Crypto Mining Scripts
Crypto mining scripts are a function that is placed on a website and makes use of a website visitor’s central processing unit (CPU) to mine cryptocurrency. Those operating the script are rewarded with cryptocurrency when a block is validated. Mining starts as soon as a user accesses a website running a crypto mining script, there is no need to infect a user’s computer, or to exploit any vulnerabilities, all that is required for mining is that a browser have JavaScript activated. Because crypto mining scripts utilizes a user’s CPU, a machine’s overall performance is likely to slow down as a result of being on a website that uses these scripts.
Use of crypto mining scripts for websites have steadily been increasing. According to the Cyren Security Lab, based on a sample of 500,000 websites, there has been a 725% increase in the number of domains running crypto mining scripts on one or more pages from September of 2017 to January of 2018.
Source: Cyren Security Lab
The crypto mining script function was first introduced by Coinhive, a service that allows website owners to make use of their website visitors’ CPU to mine the Monero cryptocurrency. Coinhive introduced the crypto mining script as an alternative to placing ads on a website. Monetizing a website by placing ads can be an unprofitable exercise, because the majority of users on the internet have ad block. A crypto mining script gives a website owner an alternative means of monetizing their website, by making use of their visitors’ CPU to mine cryptocurrency, or in the case of Coinhive, the Monero cryptocurrency. Monero is often the cryptocurrency of choice to run crypto mining scripts because of its CPU-friendly hashing algorithm CryptoNight, and also for its anonymous and secure nature. Monero employs various technologies that make it virtually impossible to track transactional data on the Monero blockchain. These technologies include:
Ring Signatures
Monero ring signatures are designed to protect holders of the Monero currency on the input side of a transaction. This is done by merging a group of users on the Monero network to produce a distinctive digital signature that is capable of authorizing a transaction on the network. This setup makes it difficult for a third party to identify the exact individual that authorized the transaction.
Ring Confidential Transactions (RingCT)
RingCT protects users on the Monero blockchain by obfuscating the value of the funds that are being transacted. This is done by use of a cryptographic proof, which shows that the input of a transaction is equal to the output of a transaction, all without needing to reveal the actual value of the transaction itself.
Stealth Addresses
This feature of Monero increases user privacy on the network. With stealth addresses, a sender must create one-time addresses for every transaction on behalf of the recipient. This will then make it extremely difficult for a third party to link any authorized transactions to the recipient’s actual address.

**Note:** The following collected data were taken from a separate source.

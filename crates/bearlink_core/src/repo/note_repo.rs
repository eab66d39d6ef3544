//! Note/tag read contract and its SQLite implementation.
//!
//! # Responsibility
//! - Run parameterized read-only queries against the store.
//! - Resolve tag sets for a result batch in one lookup.
//! - Map rows into [`Note`] / [`Tag`] values.
//!
//! # Invariants
//! - Listings exclude trashed and archived notes (except
//!   [`NoteReader::list_archived_notes`], which excludes only trashed ones).
//! - Listings are ordered by modification time, newest first, and capped.
//! - Only single-note fetches carry body text.
//! - Tag filters compare case-insensitively; stored casing is returned as is.

use crate::db::schema::{NOTE_TABLE, TAG_TABLE};
use crate::db::{NoteStore, OpenStore, StoreSchema};
use crate::logging::error_chain;
use crate::model::note::{Note, NoteId, Tag};
use crate::model::time::from_store_seconds;
use crate::repo::{RepoError, RepoResult};
use chrono::{DateTime, Utc};
use log::{debug, error};
use rusqlite::types::Value;
use rusqlite::{params_from_iter, Connection, Row};
use std::collections::HashMap;
use std::time::Instant;

/// Cap for term and tag searches and for tag/archive listings.
pub const NOTES_LIMIT: u32 = 100;
/// Cap for the browse-recent search (no term, no tag).
pub const RECENT_NOTES_LIMIT: u32 = 50;

const VISIBLE_NOTE_SQL: &str = "COALESCE(n.ZTRASHED, 0) = 0 AND COALESCE(n.ZARCHIVED, 0) = 0";
const ARCHIVED_NOTE_SQL: &str = "COALESCE(n.ZTRASHED, 0) = 0 AND COALESCE(n.ZARCHIVED, 0) = 1";

/// Search request for [`NoteReader::search_notes`].
///
/// A tag filter takes precedence over a term; blank values count as absent.
#[derive(Debug, Clone, Default, PartialEq, Eq)]
pub struct NoteSearch {
    /// Substring matched against title and body, surrounding spaces included.
    pub term: Option<String>,
    /// Substring matched against tag names. A leading `#` is ignored.
    pub tag: Option<String>,
}

impl NoteSearch {
    /// Browse-recent search.
    pub fn recent() -> Self {
        Self::default()
    }

    pub fn term(term: impl Into<String>) -> Self {
        Self {
            term: Some(term.into()),
            tag: None,
        }
    }

    pub fn tag(tag: impl Into<String>) -> Self {
        Self {
            term: None,
            tag: Some(tag.into()),
        }
    }

    fn filter(&self) -> SearchFilter {
        if let Some(tag) = self.tag.as_deref().and_then(normalize_tag_filter) {
            return SearchFilter::Tag(tag);
        }
        if let Some(term) = self.term.as_deref().filter(|v| !v.trim().is_empty()) {
            return SearchFilter::Term(term.to_string());
        }
        SearchFilter::Recent
    }
}

#[derive(Debug, Clone, PartialEq, Eq)]
enum SearchFilter {
    Tag(String),
    Term(String),
    Recent,
}

/// Strips whitespace and leading `#` markers from a tag name or filter.
///
/// Returns `None` when nothing is left.
pub fn normalize_tag_filter(raw: &str) -> Option<String> {
    let trimmed = raw.trim().trim_start_matches('#').trim();
    if trimmed.is_empty() {
        None
    } else {
        Some(trimmed.to_string())
    }
}

/// Read-only access to notes and tags.
pub trait NoteReader {
    /// Searches by tag substring, else term substring, else recent notes.
    fn search_notes(&self, query: &NoteSearch) -> RepoResult<Vec<Note>>;
    /// Fetches one note with body and tags; `None` when the id is unknown.
    fn get_note(&self, id: &NoteId) -> RepoResult<Option<Note>>;
    /// Lists visible notes bearing `tag` (exact, case-insensitive).
    fn list_notes_by_tag(&self, tag: &str) -> RepoResult<Vec<Note>>;
    /// Lists archived, non-trashed notes.
    fn list_archived_notes(&self) -> RepoResult<Vec<Note>>;
    /// Lists tags with at least one visible note, ordered by name.
    fn list_tags(&self) -> RepoResult<Vec<Tag>>;
    /// Releases underlying resources. Idempotent.
    fn close(&mut self);
}

/// SQLite-backed reader over a lazily connected [`NoteStore`].
#[derive(Debug)]
pub struct SqliteNoteReader {
    store: NoteStore,
}

impl SqliteNoteReader {
    pub fn new(store: NoteStore) -> Self {
        Self { store }
    }

    pub fn store(&self) -> &NoteStore {
        &self.store
    }

    fn run<T>(
        &self,
        operation: &'static str,
        f: impl FnOnce(&OpenStore) -> RepoResult<T>,
        count: impl Fn(&T) -> usize,
    ) -> RepoResult<T> {
        let started_at = Instant::now();
        let result = self
            .store
            .open()
            .map_err(RepoError::from)
            .and_then(|store| f(store));

        match &result {
            Ok(value) => debug!(
                "event=query module=repo status=ok op={} rows={} duration_ms={}",
                operation,
                count(value),
                started_at.elapsed().as_millis()
            ),
            Err(err) => error!(
                "event=query module=repo status=error op={} duration_ms={} error={}",
                operation,
                started_at.elapsed().as_millis(),
                error_chain(err)
            ),
        }
        result
    }
}

impl NoteReader for SqliteNoteReader {
    fn search_notes(&self, query: &NoteSearch) -> RepoResult<Vec<Note>> {
        let filter = query.filter();
        self.run(
            "search_notes",
            |store| {
                let schema = store.schema();
                let (condition, binds, limit) = match &filter {
                    SearchFilter::Tag(tag) => (
                        format!(
                            "{VISIBLE_NOTE_SQL} AND EXISTS (
                                SELECT 1
                                FROM {join} j
                                INNER JOIN {TAG_TABLE} t ON t.Z_PK = j.{tag_col}
                                WHERE j.{note_col} = n.Z_PK
                                  AND t.ZTITLE LIKE ?1 ESCAPE '\\'
                            )",
                            join = schema.join_table(),
                            tag_col = schema.join_tag_column(),
                            note_col = schema.join_note_column(),
                        ),
                        vec![Value::Text(like_contains(tag))],
                        NOTES_LIMIT,
                    ),
                    SearchFilter::Term(term) => (
                        format!(
                            "{VISIBLE_NOTE_SQL} AND (
                                n.ZTITLE LIKE ?1 ESCAPE '\\'
                                OR n.ZTEXT LIKE ?1 ESCAPE '\\'
                            )"
                        ),
                        vec![Value::Text(like_contains(term))],
                        NOTES_LIMIT,
                    ),
                    SearchFilter::Recent => {
                        (VISIBLE_NOTE_SQL.to_string(), Vec::new(), RECENT_NOTES_LIMIT)
                    }
                };
                query_note_list(store, &condition, binds, limit)
            },
            Vec::len,
        )
    }

    fn get_note(&self, id: &NoteId) -> RepoResult<Option<Note>> {
        self.run(
            "get_note",
            |store| {
                let sql = format!(
                    "{} WHERE n.ZUNIQUEIDENTIFIER = ?1 LIMIT 1;",
                    select_notes_sql(true)
                );
                let mut stmt = store.conn().prepare(&sql)?;
                let mut rows = stmt.query([id.as_str()])?;
                let Some(row) = rows.next()? else {
                    return Ok(None);
                };
                let (pk, mut note) = note_from_row(row, true)?;
                let mut tags = load_tags_for_notes(store.conn(), store.schema(), &[pk])?;
                note.tags = tags.remove(&pk).unwrap_or_default();
                Ok(Some(note))
            },
            |found| usize::from(found.is_some()),
        )
    }

    fn list_notes_by_tag(&self, tag: &str) -> RepoResult<Vec<Note>> {
        let Some(tag) = normalize_tag_filter(tag) else {
            return Ok(Vec::new());
        };
        self.run(
            "list_notes_by_tag",
            |store| {
                let schema = store.schema();
                let condition = format!(
                    "{VISIBLE_NOTE_SQL} AND EXISTS (
                        SELECT 1
                        FROM {join} j
                        INNER JOIN {TAG_TABLE} t ON t.Z_PK = j.{tag_col}
                        WHERE j.{note_col} = n.Z_PK
                          AND t.ZTITLE = ?1 COLLATE NOCASE
                    )",
                    join = schema.join_table(),
                    tag_col = schema.join_tag_column(),
                    note_col = schema.join_note_column(),
                );
                query_note_list(store, &condition, vec![Value::Text(tag)], NOTES_LIMIT)
            },
            Vec::len,
        )
    }

    fn list_archived_notes(&self) -> RepoResult<Vec<Note>> {
        self.run(
            "list_archived_notes",
            |store| query_note_list(store, ARCHIVED_NOTE_SQL, Vec::new(), NOTES_LIMIT),
            Vec::len,
        )
    }

    fn list_tags(&self) -> RepoResult<Vec<Tag>> {
        self.run(
            "list_tags",
            |store| {
                let schema = store.schema();
                let sql = format!(
                    "SELECT t.ZTITLE AS name, COUNT(DISTINCT n.Z_PK) AS note_count
                     FROM {TAG_TABLE} t
                     INNER JOIN {join} j ON j.{tag_col} = t.Z_PK
                     INNER JOIN {NOTE_TABLE} n ON n.Z_PK = j.{note_col}
                     WHERE t.ZTITLE IS NOT NULL
                       AND {VISIBLE_NOTE_SQL}
                     GROUP BY t.Z_PK
                     HAVING note_count > 0
                     ORDER BY t.ZTITLE COLLATE NOCASE ASC, t.ZTITLE ASC;",
                    join = schema.join_table(),
                    tag_col = schema.join_tag_column(),
                    note_col = schema.join_note_column(),
                );
                let mut stmt = store.conn().prepare(&sql)?;
                let mut rows = stmt.query([])?;
                let mut tags = Vec::new();
                while let Some(row) = rows.next()? {
                    let note_count: i64 = row.get("note_count")?;
                    tags.push(Tag {
                        name: row.get("name")?,
                        note_count: u32::try_from(note_count).map_err(|_| {
                            RepoError::InvalidData(format!("tag count {note_count} out of range"))
                        })?,
                    });
                }
                Ok(tags)
            },
            Vec::len,
        )
    }

    fn close(&mut self) {
        self.store.close();
    }
}

fn select_notes_sql(with_body: bool) -> String {
    let body = if with_body { "n.ZTEXT" } else { "NULL" };
    format!(
        "SELECT
            n.Z_PK AS pk,
            n.ZUNIQUEIDENTIFIER AS unique_id,
            n.ZTITLE AS title,
            {body} AS body,
            n.ZCREATIONDATE AS created,
            n.ZMODIFICATIONDATE AS modified,
            COALESCE(n.ZTRASHED, 0) AS trashed,
            COALESCE(n.ZARCHIVED, 0) AS archived
         FROM {NOTE_TABLE} n"
    )
}

fn query_note_list(
    store: &OpenStore,
    condition: &str,
    mut binds: Vec<Value>,
    limit: u32,
) -> RepoResult<Vec<Note>> {
    let sql = format!(
        "{} WHERE {condition} ORDER BY n.ZMODIFICATIONDATE DESC, n.Z_PK DESC LIMIT ?{};",
        select_notes_sql(false),
        binds.len() + 1
    );
    binds.push(Value::Integer(i64::from(limit)));

    let mut stmt = store.conn().prepare(&sql)?;
    let mut rows = stmt.query(params_from_iter(binds))?;
    let mut keyed = Vec::new();
    while let Some(row) = rows.next()? {
        keyed.push(note_from_row(row, false)?);
    }

    let pks = keyed.iter().map(|(pk, _)| *pk).collect::<Vec<_>>();
    let mut tags = load_tags_for_notes(store.conn(), store.schema(), &pks)?;
    Ok(keyed
        .into_iter()
        .map(|(pk, mut note)| {
            note.tags = tags.remove(&pk).unwrap_or_default();
            note
        })
        .collect())
}

fn note_from_row(row: &Row<'_>, with_body: bool) -> RepoResult<(i64, Note)> {
    let pk: i64 = row.get("pk")?;
    let unique_id: Option<String> = row.get("unique_id")?;
    let Some(unique_id) = unique_id.filter(|value| !value.is_empty()) else {
        return Err(RepoError::InvalidData(format!(
            "note row {pk} has no unique identifier"
        )));
    };

    let created_at = timestamp_from_row(row, "created", &unique_id)?;
    let modified_at = timestamp_from_row(row, "modified", &unique_id)?;
    let trashed: i64 = row.get("trashed")?;
    let archived: i64 = row.get("archived")?;

    let note = Note {
        id: NoteId::new(unique_id),
        title: row.get::<_, Option<String>>("title")?.unwrap_or_default(),
        content: if with_body {
            Some(row.get::<_, Option<String>>("body")?.unwrap_or_default())
        } else {
            None
        },
        tags: Vec::new(),
        created_at,
        modified_at,
        is_trashed: trashed != 0,
        is_archived: archived != 0,
    };
    Ok((pk, note))
}

fn timestamp_from_row(row: &Row<'_>, column: &str, note_id: &str) -> RepoResult<DateTime<Utc>> {
    let stored: Option<f64> = row.get(column)?;
    stored.and_then(from_store_seconds).ok_or_else(|| {
        RepoError::InvalidData(format!("note `{note_id}` has an unreadable {column} date"))
    })
}

/// Loads tag names for all `note_pks` with one query.
fn load_tags_for_notes(
    conn: &Connection,
    schema: &StoreSchema,
    note_pks: &[i64],
) -> RepoResult<HashMap<i64, Vec<String>>> {
    let mut tags: HashMap<i64, Vec<String>> = HashMap::new();
    if note_pks.is_empty() {
        return Ok(tags);
    }

    let placeholders = vec!["?"; note_pks.len()].join(", ");
    let sql = format!(
        "SELECT j.{note_col} AS note_pk, t.ZTITLE AS name
         FROM {join} j
         INNER JOIN {TAG_TABLE} t ON t.Z_PK = j.{tag_col}
         WHERE j.{note_col} IN ({placeholders})
           AND t.ZTITLE IS NOT NULL
         ORDER BY t.ZTITLE COLLATE NOCASE ASC, t.ZTITLE ASC;",
        join = schema.join_table(),
        tag_col = schema.join_tag_column(),
        note_col = schema.join_note_column(),
    );

    let mut stmt = conn.prepare(&sql)?;
    let mut rows = stmt.query(params_from_iter(note_pks.iter()))?;
    while let Some(row) = rows.next()? {
        let note_pk: i64 = row.get("note_pk")?;
        let name: String = row.get("name")?;
        let entry = tags.entry(note_pk).or_default();
        if !entry.contains(&name) {
            entry.push(name);
        }
    }
    Ok(tags)
}

/// Builds a `LIKE` pattern matching `value` anywhere, with `%`, `_` and `\`
/// taken literally (paired with `ESCAPE '\'`).
fn like_contains(value: &str) -> String {
    let mut pattern = String::with_capacity(value.len() + 2);
    pattern.push('%');
    for ch in value.chars() {
        if matches!(ch, '%' | '_' | '\\') {
            pattern.push('\\');
        }
        pattern.push(ch);
    }
    pattern.push('%');
    pattern
}
//! Note and tag domain model.
//!
//! # Responsibility
//! - Define the read models rebuilt from the host app's store on every call.
//! - Keep internal row ids out of the externally visible shape.
//!
//! # Invariants
//! - `NoteId` is the store-assigned unique identifier and never changes.
//! - `content` is `Some` only for single-note fetches.
//! - `tags` is sorted by name and free of duplicates.

use chrono::{DateTime, Utc};
use serde::{Deserialize, Serialize};
use std::fmt::{Display, Formatter};

/// Stable external note identifier (the store's unique identifier string).
#[derive(Debug, Clone, PartialEq, Eq, Hash, PartialOrd, Ord, Serialize, Deserialize)]
#[serde(transparent)]
pub struct NoteId(String);

impl NoteId {
    /// Wraps a raw identifier string.
    pub fn new(value: impl Into<String>) -> Self {
        Self(value.into())
    }

    pub fn as_str(&self) -> &str {
        &self.0
    }

    /// Returns `true` when the identifier is empty or whitespace-only.
    pub fn is_blank(&self) -> bool {
        self.0.trim().is_empty()
    }
}

impl Display for NoteId {
    fn fmt(&self, f: &mut Formatter<'_>) -> std::fmt::Result {
        f.write_str(&self.0)
    }
}

impl From<&str> for NoteId {
    fn from(value: &str) -> Self {
        Self::new(value)
    }
}

impl From<String> for NoteId {
    fn from(value: String) -> Self {
        Self(value)
    }
}

/// Read model for one note.
#[derive(Debug, Clone, PartialEq, Serialize, Deserialize)]
pub struct Note {
    /// Stable store-assigned identifier.
    pub id: NoteId,
    /// Note title as the host app derived it (may be empty).
    pub title: String,
    /// Markdown body; omitted from list and search results.
    #[serde(default, skip_serializing_if = "Option::is_none")]
    pub content: Option<String>,
    /// Tag names with the casing the host app stored.
    pub tags: Vec<String>,
    pub created_at: DateTime<Utc>,
    pub modified_at: DateTime<Utc>,
    pub is_trashed: bool,
    pub is_archived: bool,
}

/// Tag with the count of visible (non-trashed, non-archived) notes bearing it.
#[derive(Debug, Clone, PartialEq, Eq, Serialize, Deserialize)]
pub struct Tag {
    pub name: String,
    pub note_count: u32,
}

Whilst Monero is often the cryptocurrency of choice, other cryptocurrencies can be used as part of a crypto mining script.
Criticism of Crypto Mining
The practice of script mining has faced considerable criticism due to the lack of transparency from website owners regarding the use of visitors' CPUs for cryptocurrency mining. A notable instance of this occurred on the torrent website Pirate Bay, where certain pages were found to run a JavaScript-based cryptocurrency miner without informing users. This raises concerns about the potential impact on users' browsing experiences, as having multiple tabs open while browsing the internet could significantly diminish a computer's processing power if more websites adopt crypto mining scripts.
To address crypto mining scripts, you can typically resolve the issue by closing any browser windows suspected of hosting such scripts. However, when dealing with pop-ups, simply closing the browser may not suffice to stop the mining script. In such cases, you will need to access the Task Manager on a Windows PC or the Activity Monitor on a Mac to completely terminate the browser and the mining script. If you observe a notable decrease in CPU usage after closing the browser, it indicates that your computer was likely impacted by a crypto mining script.
Crypto mining script blocker applications, similar to adblock, are now increasingly being introduced in order to combat the practice of crypto mining scripts. For example, web browser extensions such as No Coin, can automatically block crypto mining scripts, and is also updated to combat new mining scripts as they come out.
Crypto Mining Scripts and Bitcoin
It must be noted that Bitcoin cannot be mined using crypto mining scripts, because the process of mining Bitcoin requires far too much computational power. Instead, specialized mining hardware known as application-specific integrated circuits (ASICs) are needed to mine Bitcoin.